È importante, nelle comunità, condividere in semplicità e gratitudine le storie di questi testimoni nascosti del Vangelo.

Ultimo spunto. I poveri, i vulnerabili, non sono oggetti, sono soggetti, sono protagonisti insieme con Gesù dell’annuncio del Regno.

Pensiamo a Bartimeo, il cieco di Gerico. Gesù trova in quell’uomo la fede che cercava: solo Gesù lo riconosce in mezzo alla folla e ai rumori, ascolta il suo grido pieno di fede.

E quell’uomo, che per la fede nel Signore riceve di nuovo la vista, si mette in cammino, segue Gesù e diventa suo testimone, [e] la sua storia è entrata nei Vangeli.

Il vulnerabile Bartimeo, salvato dal vulnerabile Gesù, partecipa alla gioia di essere testimone della sua Risurrezione.

Ce ne sarebbero tanti altri, con diversi tipi di vulnerabilità, non solo fisica.

Pensiamo alla Maddalena: lei, che era tormentata da sette demoni, è diventata la prima testimone di Gesù risorto.

In sintesi: le persone vulnerabili, incontrate e accolte con la grazia di Cristo e con il suo stile, possono essere una presenza di Vangelo nella comunità credente e nella società.

(Discorso letto da un collaboratore
ai partecipanti al convegno della “cattedra dell’accoglienza” )

Sabato 2

Con lo stile
del coraggio

Desidero riflettere su una virtù alla quale ripenso più volte seguendo le vicende che interessano l’amministrazione della giustizia, anche nello Stato della Città del Vaticano: mi riferisco al coraggio.

Per i cristiani questa virtù, che nelle difficoltà, unita alla fortezza, assicura la costanza nella ricerca del bene e rende capaci di affrontare la prova, non rappresenta solo una particolare qualità d’animo caratteristica di alcune persone eroiche.

È piuttosto un tratto che viene donato e potenziato nell’incontro con Cristo, come frutto dell’azione dello Spirito Santo che chiunque può ricevere, se lo invoca.

Il coraggio contiene una forza umile, che si appoggia sulla fede e sulla vicinanza di Dio e si esprime in particolare nella capacità di agire con pazienza e perseveranza, respingendo condizionamenti interni ed esterni che ostacolano il bene. Questo disorienta i corrotti e li mette in un angolo, con il loro cuore chiuso e indurito.

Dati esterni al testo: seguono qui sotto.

// Copyright 2025 the Pyrite authors
//
// Licensed under the Apache License, Version 2.0 (the "License");
// you may not use this file except in compliance with the License.
// You may obtain a copy of the License at
//
//     http://www.apache.org/licenses/LICENSE-2.0
//
// Unless required by applicable law or agreed to in writing, software
// distributed under the License is distributed on an "AS IS" BASIS,
// WITHOUT WARRANTIES OR CONDITIONS OF ANY KIND, either express or implied.
// See the License for the specific language governing permissions and
// limitations under the License.

//! Capability traits implemented by graphics backends.
//!
//! The renderer is written against these traits only, which keeps the frame
//! pipelining and descriptor arithmetic testable with recording doubles.
//! The design deliberately mirrors D3D12's ownership model: one direct
//! queue per device, one fence on that queue, explicit command allocators,
//! and a shared command list that is reset against a chosen allocator each
//! frame.

use crate::gpu::error::{DeviceError, ResourceError, ShaderError};
use crate::gpu::resource::*;
use crate::math::LinearRgba;
use std::any::Any;
use std::fmt::Debug;

/// The graphics device: resource factories plus the direct queue and its
/// fence.
///
/// All methods take `&self`; implementations guard their interior tables.
/// Submission itself is single-threaded by design — the engine records on
/// one logical thread, and nothing here makes concurrent recording safe.
pub trait GpuDevice: Send + Sync + Debug {
    /// Creates a command allocator for one frame resource.
    fn create_command_allocator(
        &self,
        label: Option<&str>,
    ) -> Result<CommandAllocatorId, DeviceError>;

    /// Creates a descriptor heap.
    fn create_descriptor_heap(
        &self,
        descriptor: &DescriptorHeapDescriptor,
    ) -> Result<DescriptorHeapId, DeviceError>;

    /// Creates a persistently mapped upload-heap buffer of `size` bytes.
    ///
    /// The mapping lives as long as the buffer; writes go through
    /// [`GpuDevice::write_upload_buffer`]. Nothing here prevents a write
    /// from racing in-flight GPU reads — the frame-resource fence gate is
    /// the caller's responsibility.
    fn create_upload_buffer(&self, label: Option<&str>, size: u64)
        -> Result<BufferId, ResourceError>;

    /// Copies `data` into an upload buffer at `offset`.
    fn write_upload_buffer(
        &self,
        buffer: BufferId,
        offset: u64,
        data: &[u8],
    ) -> Result<(), ResourceError>;

    /// Creates a default-heap buffer initialized with `data`, staged
    /// through an intermediate upload buffer and transitioned to
    /// `final_state`.
    fn create_buffer_with_data(
        &self,
        label: Option<&str>,
        data: &[u8],
        final_state: ResourceState,
    ) -> Result<BufferId, ResourceError>;

    /// Creates a 2D texture, optionally uploading initial texel data.
    fn create_texture_2d(
        &self,
        descriptor: &TextureDescriptor,
        pixels: Option<&[u8]>,
    ) -> Result<TextureId, ResourceError>;

    /// Writes a constant buffer view covering `[offset, offset + size)` of
    /// `buffer` into the given heap slot. `size` must already be 256-byte
    /// aligned.
    fn create_constant_buffer_view(
        &self,
        buffer: BufferId,
        offset: u64,
        size: u32,
        slot: HeapSlot,
    ) -> Result<(), ResourceError>;

    /// Writes a shader resource view for `texture` into the given heap slot.
    fn create_shader_resource_view(
        &self,
        texture: TextureId,
        slot: HeapSlot,
    ) -> Result<(), ResourceError>;

    /// Writes a render target view for `texture` into the given heap slot.
    fn create_render_target_view(
        &self,
        texture: TextureId,
        slot: HeapSlot,
    ) -> Result<(), ResourceError>;

    /// Writes a depth-stencil view for `texture` into the given heap slot.
    fn create_depth_stencil_view(
        &self,
        texture: TextureId,
        slot: HeapSlot,
    ) -> Result<(), ResourceError>;

    /// Loads and compiles a shader to bytecode.
    ///
    /// Compiler diagnostics are logged before the error is returned.
    fn create_shader_module(
        &self,
        descriptor: &ShaderModuleDescriptor,
    ) -> Result<ShaderModuleId, ShaderError>;

    /// Creates a root signature.
    fn create_root_signature(
        &self,
        descriptor: &RootSignatureDescriptor,
    ) -> Result<RootSignatureId, DeviceError>;

    /// Creates a graphics pipeline state object.
    fn create_pipeline_state(
        &self,
        descriptor: &PipelineStateDescriptor,
    ) -> Result<PipelineStateId, DeviceError>;

    /// Resets `allocator` and the shared command list against it, with an
    /// optional initial pipeline state, and returns the list open for
    /// recording.
    ///
    /// The caller must not reset an allocator whose previous submission the
    /// fence has not yet retired; see
    /// [`GpuDevice::completed_fence_value`].
    fn begin_command_list(
        &self,
        allocator: CommandAllocatorId,
        initial_state: Option<PipelineStateId>,
    ) -> Result<Box<dyn CommandList>, DeviceError>;

    /// Closes the list and executes it on the direct queue.
    fn submit(&self, list: Box<dyn CommandList>) -> Result<(), DeviceError>;

    /// Enqueues a GPU-side signal of the queue fence to `value`.
    fn signal_fence(&self, value: u64) -> Result<(), DeviceError>;

    /// The last fence value the GPU has completed.
    fn completed_fence_value(&self) -> u64;

    /// Blocks the calling thread until the GPU reaches `value`.
    ///
    /// The wait is unbounded; a hung driver stalls the process. Accepted
    /// for a demo engine.
    fn wait_for_fence_value(&self, value: u64) -> Result<(), DeviceError>;
}

/// An open command list recording GPU work for one frame.
pub trait CommandList {
    /// Emits a transition barrier moving `texture` from `*tracked` to
    /// `after`, then stores `after` into `*tracked`.
    ///
    /// A no-op when the states are already equal — the debug layer flags
    /// redundant transitions as errors. The caller owns exactly one tracked
    /// state per physical resource.
    fn transition(&mut self, texture: TextureId, tracked: &mut ResourceState, after: ResourceState);

    /// Sets the viewport and scissor rectangle to the full target extent.
    fn set_viewport_scissor(&mut self, width: u32, height: u32);

    /// Binds one render target and one depth-stencil target by descriptor
    /// slot.
    fn set_render_targets(&mut self, rtv: HeapSlot, dsv: HeapSlot);

    /// Clears a render target to `color`.
    fn clear_render_target(&mut self, rtv: HeapSlot, color: LinearRgba);

    /// Clears a depth-stencil target.
    fn clear_depth_stencil(&mut self, dsv: HeapSlot, depth: f32, stencil: u8);

    /// Makes a shader-visible descriptor heap current.
    fn set_descriptor_heap(&mut self, heap: DescriptorHeapId);

    /// Sets the graphics root signature.
    fn set_root_signature(&mut self, root_signature: RootSignatureId);

    /// Switches the active pipeline state.
    fn set_pipeline_state(&mut self, pipeline: PipelineStateId);

    /// Points root parameter `parameter_index` at the descriptor-heap slot
    /// `table_start`.
    fn set_root_descriptor_table(&mut self, parameter_index: u32, table_start: HeapSlot);

    /// Binds the vertex buffer.
    fn set_vertex_buffer(&mut self, buffer: BufferId, size: u64, stride: u32);

    /// Binds the index buffer.
    fn set_index_buffer(&mut self, buffer: BufferId, size: u64, format: IndexFormat);

    /// Sets the primitive topology.
    fn set_primitive_topology(&mut self, topology: PrimitiveTopology);

    /// Records one indexed draw.
    fn draw_indexed(&mut self, index_count: u32, start_index: u32, base_vertex: i32);

    /// Downcast support for backends and test doubles.
    fn as_any_mut(&mut self) -> &mut dyn Any;
}

/// The swap chain: rotating presentation targets for one window.
pub trait SwapChain: Debug {
    /// Number of back buffers.
    fn back_buffer_count(&self) -> u32;

    /// Index of the buffer the next present targets.
    fn current_back_buffer_index(&self) -> u32;

    /// The texture behind back buffer `index`.
    fn back_buffer(&self, index: u32) -> TextureId;

    /// The RTV heap slot pre-created for back buffer `index`.
    fn back_buffer_rtv(&self, index: u32) -> HeapSlot;

    /// Presents with sync interval 0 and no flags (no vsync wait; frame
    /// pacing is governed entirely by the frame-resource fence), then
    /// advances the back-buffer index.
    fn present(&mut self) -> Result<(), DeviceError>;

    /// Back buffer extent in pixels, `(width, height)`.
    fn extent(&self) -> (u32, u32);
}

Anche nelle società ben organizzate e supportate dalle istituzioni, rimane necessario il coraggio personale per affrontare le diverse situazioni.

Sana audacia

Senza questa sana audacia, si rischia di cedere alla rassegnazione e si finisce per trascurare piccoli e grandi soprusi.

Chi è coraggioso non mira al protagonismo ma alla solidarietà con i fratelli che portano il peso di paure e debolezze.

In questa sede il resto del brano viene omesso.